Should investors follow the advice of big names on Wall Street? One challenge in doing so is that sometimes analysts have very different takes. Fortunately, there’s some agreement on other occasions.
Consider these two companies: Block (NYSE: SQ) and Intellia Therapeutics (NASDAQ: NTLA). Both are among picks by Cathie Wood, CEO of a famous investment management firm. These stocks also have consensus price targets from Wall Street analysts that imply significant upsides.
Should you consider purchasing shares of Block and Intellia Therapeutics on this basis? Let’s find out.
1. Block
Block has had a challenging year: The company’s shares are down 14% year to date. Though sales are still moving in the right direction, growth rates have slowed in the past few years and are, to some extent, influenced by Bitcoin-related revenue. This area of Block’s business is somewhat unpredictable, something the market doesn’t like.
On the other hand, Block is making progress on the bottom line; the company has turned in profits for the past three quarters in a row. If it can sustain that profitable growth, the stock could bounce back. But could it live up to the Street’s expectations in the next year?
Analysts’ average price target for the stock is $87.12, representing an upside of about 32% over its recent share price of $66.05. My view is that Block is unlikely to hit this target, because there are no significant catalysts ahead for the stock. While Bitcoin-related fluctuations could help its revenue growth jump, they could also do the opposite — it’s hard to predict which.
Furthermore, Block doesn’t seem to be deeply undervalued. True, its forward price-to-sales ratio is 1.6, and the “undervalued” range typically starts at 2. However, Block’s forward price-to-earnings is 18.6, a bit higher than the average of 16 for the financial industry.
Beyond the next 12 months, could the company deliver excellent returns over the long run? In this department, I think there are solid reasons to be optimistic. Block’s core ecosystems continue to perform well. They include its suite of tools for small and medium-sized businesses through Square. And its peer-to-peer payment app, Cash App, now offers various options that compete with banks, from direct deposits to stock and crypto trading to a debit card.
In the second quarter, Square gross profit jumped by 15% year over year to $923 million, while Cash App’s came in at $1.3 billion, 23% higher than the year-ago period. Total gross profit increased 20% year over year to $2.23 billion. And net income of $195 million was much better than the net loss of $102 million reported in the year-ago period.
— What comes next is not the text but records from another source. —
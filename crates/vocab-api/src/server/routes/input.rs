#[derive(Debug, Deserialize)]
struct TextInputRequest {
    text: String,
}

#[derive(Debug, Deserialize)]
struct SpeechInputRequest {
    text: String,
    confidence: f64,
}

#[derive(Debug, Serialize)]
struct InputResponse {
    schema_version: String,
    player_id: PlayerId,
    /// Text that continues on to the game. Absent for speech.
    passthrough: Option<String>,
    /// Events the input produced, in order.
    events: Vec<LobbyEvent>,
}

impl InputResponse {
    fn new(player_id: PlayerId, passthrough: Option<String>, events: Vec<LobbyEvent>) -> Self {
        Self {
            schema_version: SCHEMA_VERSION_V1.to_string(),
            player_id,
            passthrough,
            events,
        }
    }
}

async fn submit_chat(
    Path(player_id): Path<PlayerId>,
    State(state): State<AppState>,
    Json(request): Json<TextInputRequest>,
) -> Result<Json<InputResponse>, HttpApiError> {
    let (passthrough, events) = with_lobby(&state, move |lobby| {
        let since = last_sequence(lobby);
        let passthrough = lobby.chat(player_id, &request.text)?;
        Ok((passthrough, lobby.events_since(since).to_vec()))
    })
    .await?;

    Ok(Json(InputResponse::new(player_id, Some(passthrough), events)))
}

async fn submit_terminal(
    Path(player_id): Path<PlayerId>,
    State(state): State<AppState>,
    Json(request): Json<TextInputRequest>,
) -> Result<Json<InputResponse>, HttpApiError> {
    let (passthrough, events) = with_lobby(&state, move |lobby| {
        let since = last_sequence(lobby);
        let passthrough = lobby.terminal(player_id, &request.text)?;
        Ok((passthrough, lobby.events_since(since).to_vec()))
    })
    .await?;

    Ok(Json(InputResponse::new(player_id, Some(passthrough), events)))
}

async fn submit_speech(
    Path(player_id): Path<PlayerId>,
    State(state): State<AppState>,
    Json(request): Json<SpeechInputRequest>,
) -> Result<Json<InputResponse>, HttpApiError> {
    let events = with_lobby(&state, move |lobby| {
        let since = last_sequence(lobby);
        lobby.speech(player_id, &request.text, request.confidence)?;
        Ok(lobby.events_since(since).to_vec())
    })
    .await?;

    Ok(Json(InputResponse::new(player_id, None, events)))
}
#[derive(Debug, Clone, Default)]
struct PlayerPunishment {
    in_flight: BTreeMap<TaskId, PunishmentKind>,
    apology: Option<ApologyContext>,
}

impl PlayerPunishment {
    fn is_idle(&self) -> bool {
        self.in_flight.is_empty() && self.apology.is_none()
    }
}

#[derive(Debug)]
pub struct Dispatcher {
    configured: PunishmentKind,
    rng: StdRng,
    scheduler: TaskScheduler<PunishmentTask>,
    players: BTreeMap<PlayerId, PlayerPunishment>,
    events: Vec<PunishmentEvent>,
}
Block has generally upgraded its platform by offering more services, thereby attracting more customers. The company’s solid position in fintech and large existing ecosystem make it a good pick to profit from long-term opportunities in the industry.
2. Intellia Therapeutics
In the past few years, investors have moved away from somewhat promising but speculative and unprofitable businesses. That description fits Intellia Therapeutics to a T. The biotech, which focuses on gene editing, looks like an innovative company. It currently has no approved products, but Intellia is making steady progress.
The company’s leading candidate is NTLA-2001, which is being developed to treat transthyretin (ATTR) amyloidosis, a rare disease caused when a transport protein called transthyretin fails to fold properly. It leads to various symptoms, including stomach pain, difficulty breathing and walking, and more. There are two types of ATTR amyloidosis: the hereditary version, which affects some 50,000 people worldwide, and wild-type (which comes with aging), which affects between 200,000 and 500,000 people.
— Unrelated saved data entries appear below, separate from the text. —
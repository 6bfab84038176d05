async fn stream_lobby(State(state): State<AppState>, ws: WebSocketUpgrade) -> impl IntoResponse {
    let initial_message = {
        let inner = state.inner.lock().await;
        StreamMessage::lobby_status(&inner.lobby.status())
    };

    ws.on_upgrade(move |socket| stream_socket(socket, state, initial_message))
}

async fn stream_socket(mut socket: WebSocket, state: AppState, initial_message: StreamMessage) {
    if send_stream_message(&mut socket, &initial_message)
        .await
        .is_err()
    {
        return;
    }

    let mut rx = state.stream_tx.subscribe();
    debug!("stream subscriber attached");

    loop {
        tokio::select! {
            incoming = socket.recv() => {
                match incoming {
                    Some(Ok(Message::Ping(payload))) => {
                        if socket.send(Message::Pong(payload)).await.is_err() {
                            break;
                        }
                    }
                    Some(Ok(Message::Close(_))) | None | Some(Err(_)) => {
                        break;
                    }
                    _ => {}
                }
            }
            outgoing = rx.recv() => {
                match outgoing {
                    Ok(message) => {
                        if send_stream_message(&mut socket, &message).await.is_err() {
                            break;
                        }
                    }
                    Err(broadcast::error::RecvError::Lagged(skipped)) => {
                        warn!(skipped, "stream subscriber lagged");
                        let warning = StreamMessage::warning(format!(
                            "stream client lagged and skipped {skipped} message(s); resync with GET /api/v1/lobby/events"
                        ));
                        if send_stream_message(&mut socket, &warning).await.is_err() {
                            break;
                        }
                    }
                    Err(broadcast::error::RecvError::Closed) => {
                        break;
                    }
                }
            }
        }
    }
    debug!("stream subscriber detached");
}

async fn send_stream_message(
    socket: &mut WebSocket,
    message: &StreamMessage,
) -> Result<(), axum::Error> {
    let payload = serde_json::to_string(message).map_err(axum::Error::new)?;
    socket.send(Message::Text(payload.into())).await
}

#[derive(Debug, Clone, Serialize)]
struct StreamMessage {
    schema_version: String,
    #[serde(rename = "type")]
    message_type: String,
    sequence: Option<u64>,
    payload: Value,
}

impl StreamMessage {
    fn lobby_status(status: &LobbyStatus) -> Self {
        Self {
            schema_version: SCHEMA_VERSION_V1.to_string(),
            message_type: "lobby.status".to_string(),
            sequence: None,
            payload: json!(status),
        }
    }

    fn event_appended(event: &LobbyEvent) -> Self {
        Self {
            schema_version: SCHEMA_VERSION_V1.to_string(),
            message_type: "event.appended".to_string(),
            sequence: Some(event.sequence),
            payload: json!(event),
        }
    }

    fn warning(message: String) -> Self {
        Self {
            schema_version: SCHEMA_VERSION_V1.to_string(),
            message_type: "warning".to_string(),
            sequence: None,
            payload: json!({ "message": message }),
        }
    }
}
/// Body of the round-start hint, or `None` when nothing should be shown.
pub fn category_hint(
    settings: &SessionSettings,
    shared: &BTreeSet<CategoryName>,
    private: &BTreeSet<CategoryName>,
) -> Option<String> {
    if !settings.display_category_hints {
        return None;
    }
    let mut names: Vec<&str> = Vec::new();
    if !settings.hide_shared_categories {
        names.extend(shared.iter().map(String::as_str));
    }
    if !settings.hide_private_categories {
        names.extend(private.iter().map(String::as_str));
    }
    (!names.is_empty()).then(|| names.join(", "))
}

#[derive(Debug)]
pub struct Participant {
    player_id: PlayerId,
    is_host: bool,
    catalogue: VocabularyCatalogue,
    configured_forced: BTreeSet<CategoryName>,
    catalogue_synced: bool,
    settings: SessionSettings,
    session: SharedSession,
    matcher: Matcher,
    dispatcher: Dispatcher,
    speech: SpeechSubscription,
    requests: Vec<AuthorityRequest>,
    events: Vec<ParticipantEvent>,
}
Intellia is now enrolling patients for a phase 3 study of NTLA-2001 in treating ATTR amyloidosis with cardiomyopathy (a group of heart-related problems). It also expects to start another late-stage study in hereditary ATTR amyloidosis by the end of the year. There are as yet no cures for this disease; NTLA-2001 could be the first.
The biotech does have several other pipeline candidates. NTLA-2002, a potential therapy for hereditary angioedema (a disease that causes swelling under the skin) could start a phase 3 study this year after passing phase 2 clinical trials. And Intellia could have several catalysts, mainly data readouts from its ongoing studies, in the next 12 months. If the data is positive across the board, the company’s shares will almost certainly soar.
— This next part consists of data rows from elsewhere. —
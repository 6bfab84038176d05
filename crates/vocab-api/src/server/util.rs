fn apply_cors_headers(headers: &mut axum::http::HeaderMap) {
    headers.insert(
        HeaderName::from_static("access-control-allow-origin"),
        HeaderValue::from_static("*"),
    );
    headers.insert(
        HeaderName::from_static("access-control-allow-methods"),
        HeaderValue::from_static("GET,POST,DELETE,OPTIONS"),
    );
    headers.insert(
        HeaderName::from_static("access-control-allow-headers"),
        HeaderValue::from_static("*"),
    );
}

/// Runs `f` under the lobby lock, then streams whatever events it appended,
/// including when `f` fails.
async fn with_lobby<T, F>(state: &AppState, f: F) -> Result<T, HttpApiError>
where
    F: FnOnce(&mut LobbyApi) -> Result<T, LobbyError> + Send,
    T: Send,
{
    let (result, messages) = {
        let mut inner = state.inner.lock().await;
        let result = f(&mut inner.lobby);
        let messages = collect_new_events(&mut inner);
        (result, messages)
    };
    broadcast_messages(state, messages);
    result.map_err(HttpApiError::from_lobby)
}

fn last_sequence(lobby: &LobbyApi) -> u64 {
    lobby.events().last().map(|event| event.sequence).unwrap_or(0)
}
However, Wall Street’s target stock price of $67.92 implies a 282% upside over its recent share price of $17.77. In my view, that seems too optimistic a goal to reach within 12 months, even considering how volatile biotech stocks can be. Gene-editing therapies are expensive and complex to administer, which often limits their revenue potential, even when there are no other treatment options for a disease. That adds to the risks in investing in Intellia right now, beyond the fact that its shares will drop off a cliff if there are significant clinical or regulatory headwinds.
So, Intellia Therapeutics is a somewhat risky play. If you’re comfortable with heightened volatility, you might want to consider initiating a small position in the stock, considering how much shares have fallen in recent years and how much they could rise if the company’s programs progress without a hitch.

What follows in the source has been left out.